A Teoria da Mais-Valia, de Marx, descrita por Popper.

A teoria do valor de Marx, normalmente considerada por marxistas e antimarxistas como uma pedra angular do credo marxista, é, em minha opinião, uma das suas partes bastante irrelevantes; na verdade, a única razão porque a vou abordar, em vez de passar imediatamente à secção seguinte, reside no facto de ser geralmente considerada importante e de eu não poder defender as razões da minha divergência em relação a essa opinião sem discutir a teoria. Desejo, porém, tornar desde já claro que, ao sustentar que a teoria do valor constitui uma parte redundante do marxismo, mais do que atacar Marx, estou a defendê-lo. Não restam dúvidas de que as inúmeras críticas que mostraram ser a teoria do valor muito deficiente em si mesma estão perfeitamente certas, no essencial. Mas, mesmo que estivessem erradas, a posição do marxismo só seria reforçada se se pudesse demonstrar que as suas decisivas doutrinas histórico-políticas podem ser desenvolvidas com inteira independência dessa teoria tão controversa.

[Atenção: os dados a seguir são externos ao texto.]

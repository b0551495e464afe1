//! DNS over HTTPS (RFC 8484) over HTTP/1.1 and HTTP/2.
//!
//! One `reqwest` client per upstream. For domain servers the client's
//! resolver is pinned to the bootstrap result, so `reqwest` never looks the
//! name up itself; the client is rebuilt when that result changes.

use arc_swap::ArcSwapOption;
use async_trait::async_trait;
use ferrous_forward_application::ports::{ExchangeContext, Upstream};
use ferrous_forward_domain::DomainError;
use hickory_proto::op::Message;
use serde_json::{json, Map, Value};
use std::net::{IpAddr, SocketAddr};
use std::sync::Arc;
use std::time::Duration;
use tracing::{debug, warn};

use super::doh::{
    endpoint_url, get_url, parse_reply, status_error, wire_query, DNS_MESSAGE_CONTENT_TYPE,
};
use super::target::ServerTarget;

pub struct HttpsSettings {
    pub host: String,
    pub path: String,
    pub use_post: bool,
    pub idle_timeout: Duration,
    pub max_idle: usize,
}

struct PinnedClient {
    ips: Option<Arc<Vec<IpAddr>>>,
    client: reqwest::Client,
}

pub struct HttpsUpstream {
    tag: String,
    target: Arc<ServerTarget>,
    settings: HttpsSettings,
    url: String,
    tls: rustls::ClientConfig,
    client: ArcSwapOption<PinnedClient>,
}

impl HttpsUpstream {
    /// `tls` should advertise `h2` and `http/1.1`.
    pub fn new(
        tag: impl Into<String>,
        target: Arc<ServerTarget>,
        tls: rustls::ClientConfig,
        settings: HttpsSettings,
    ) -> Self {
        let tag = tag.into();
        if target.dialer().mark().is_some() {
            warn!(tag = %tag, "Firewall mark is not applied to HTTPS upstreams");
        }
        let url = endpoint_url(&settings.host, target.addr(), &settings.path);
        Self {
            tag,
            target,
            settings,
            url,
            tls,
            client: ArcSwapOption::empty(),
        }
    }

    pub fn url(&self) -> &str {
        &self.url
    }

    fn build_client(&self, ips: Option<&[IpAddr]>) -> Result<reqwest::Client, DomainError> {
        let dialer = self.target.dialer();
        let mut builder = reqwest::Client::builder()
            .use_preconfigured_tls(self.tls.clone())
            .connect_timeout(dialer.connect_timeout())
            .pool_idle_timeout(self.settings.idle_timeout)
            .pool_max_idle_per_host(self.settings.max_idle);

        builder = match dialer.socks5() {
            Some(proxy) => {
                let mut p = reqwest::Proxy::all(proxy.url()).map_err(|e| {
                    DomainError::ConfigError(format!("Invalid SOCKS5 proxy {}: {}", proxy.addr, e))
                })?;
                if let Some((user, password)) = proxy.credentials() {
                    p = p.basic_auth(user, password);
                }
                builder.proxy(p)
            }
            None => builder.no_proxy(),
        };

        #[cfg(any(target_os = "linux", target_os = "android", target_os = "fuchsia"))]
        {
            if let Some(interface) = dialer.interface() {
                builder = builder.interface(interface);
            }
        }

        if let Some(ips) = ips {
            let port = self.target.addr().port();
            let addrs: Vec<SocketAddr> = ips.iter().map(|ip| SocketAddr::new(*ip, port)).collect();
            builder = builder.resolve_to_addrs(&self.settings.host, &addrs);
        }

        builder
            .build()
            .map_err(|e| DomainError::ConfigError(format!("Failed to build HTTPS client: {}", e)))
    }

    async fn client(&self, ctx: &ExchangeContext) -> Result<reqwest::Client, DomainError> {
        let proxy_resolves = self.target.dialer().uses_proxy() && self.target.bootstrap().is_none();
        let ips = if proxy_resolves {
            None
        } else {
            Some(self.target.resolve(ctx).await?)
        };

        if let Some(current) = self.client.load_full() {
            let same = match (&current.ips, &ips) {
                (Some(a), Some(b)) => a == b,
                (None, None) => true,
                _ => false,
            };
            if same {
                return Ok(current.client.clone());
            }
        }

        let client = self.build_client(ips.as_deref().map(|v| v.as_slice()))?;
        debug!(tag = %self.tag, url = %self.url, "Built HTTPS client");
        self.client.store(Some(Arc::new(PinnedClient {
            ips,
            client: client.clone(),
        })));
        Ok(client)
    }

    async fn send(
        &self,
        client: &reqwest::Client,
        query: &Message,
    ) -> Result<Message, DomainError> {
        let wire = wire_query(query)?;
        let request = if self.settings.use_post {
            client
                .post(&self.url)
                .header("content-type", DNS_MESSAGE_CONTENT_TYPE)
                .body(wire)
        } else {
            client.get(get_url(&self.url, &wire))
        };

        let response = request
            .header("accept", DNS_MESSAGE_CONTENT_TYPE)
            .send()
            .await
            .map_err(|e| request_error(&self.url, e))?;

        let status = response.status();
        if !status.is_success() {
            return Err(status_error(&self.url, status.as_u16()));
        }

        let body = response
            .bytes()
            .await
            .map_err(|e| request_error(&self.url, e))?;
        parse_reply(query, &body)
    }
}

fn request_error(url: &str, err: reqwest::Error) -> DomainError {
    if err.is_timeout() {
        DomainError::TransportTimeout {
            server: url.to_string(),
        }
    } else if err.is_connect() {
        DomainError::TransportConnectionRefused {
            server: format!("{}: {}", url, err),
        }
    } else {
        DomainError::IoError(format!("DoH request to {} failed: {}", url, err))
    }
}

#[async_trait]
impl Upstream for HttpsUpstream {
    fn tag(&self) -> &str {
        &self.tag
    }

    fn kind(&self) -> &'static str {
        "https"
    }

    fn dependencies(&self) -> Vec<String> {
        self.target
            .bootstrap()
            .map(|b| vec![b.upstream_tag().to_string()])
            .unwrap_or_default()
    }

    async fn exchange(
        &self,
        ctx: &ExchangeContext,
        query: Message,
    ) -> Result<Message, DomainError> {
        let client = self.client(ctx).await?;
        ctx.run(self.send(&client, &query)).await
    }

    async fn start(&self) -> Result<(), DomainError> {
        self.target.start();
        Ok(())
    }

    async fn close(&self) {
        self.client.store(None);
        self.target.close().await;
    }

    fn statistics(&self) -> Map<String, Value> {
        let mut map = Map::new();
        map.insert("url".into(), json!(self.url));
        map.insert(
            "method".into(),
            json!(if self.settings.use_post { "POST" } else { "GET" }),
        );
        map
    }
}
//! Common test infrastructure
//!
//! Builds on-disk data trees and warehouses for end-to-end tests.
//! Tests should only import from this module, not from internal submodules.
//!
//! # Example
//!
//! ```no_run
//! mod common;
//! use common::{DataTree, SONG_1_ID};
//!
//! #[test]
//! fn test_load() {
//!     let tree = DataTree::standard();
//!     let summary = tree.load_into(&tree.open_warehouse()).unwrap();
//!     assert!(summary.is_clean());
//! }
//! ```

mod constants;
mod fixtures;

// Public API - this is what tests import
pub use constants::*;
pub use fixtures::DataTree;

A ideia da chamada teoria do valor-trabalho, adaptada por Marx para os seus fins, a partir de sugestões que encontrou nos seus predecessores (remete especialmente para Adam Smith e David Ricardo), é bastante simples. Se precisarmos de um carpinteiro, temos de lhe pagar à hora. Se lhe perguntarmos porque é que determinada obra é mais cara do que outra, ele indicará que implica mais trabalho. Para além do trabalho, teremos naturalmente de pagar a madeira. Mas se examinarmos a questão mais a fundo, veremos que estamos a pagar, indiretamente, o trabalho incluído no florestamento, derrubamento, transporte, serração, etc. Esta observação sugere a teoria geral de que temos de pagar uma obra, ou qualquer produto que possamos comprar, numa proporção aproximada do montante de trabalho nele contido, isto é, do número de horas de trabalho necessárias à sua produção.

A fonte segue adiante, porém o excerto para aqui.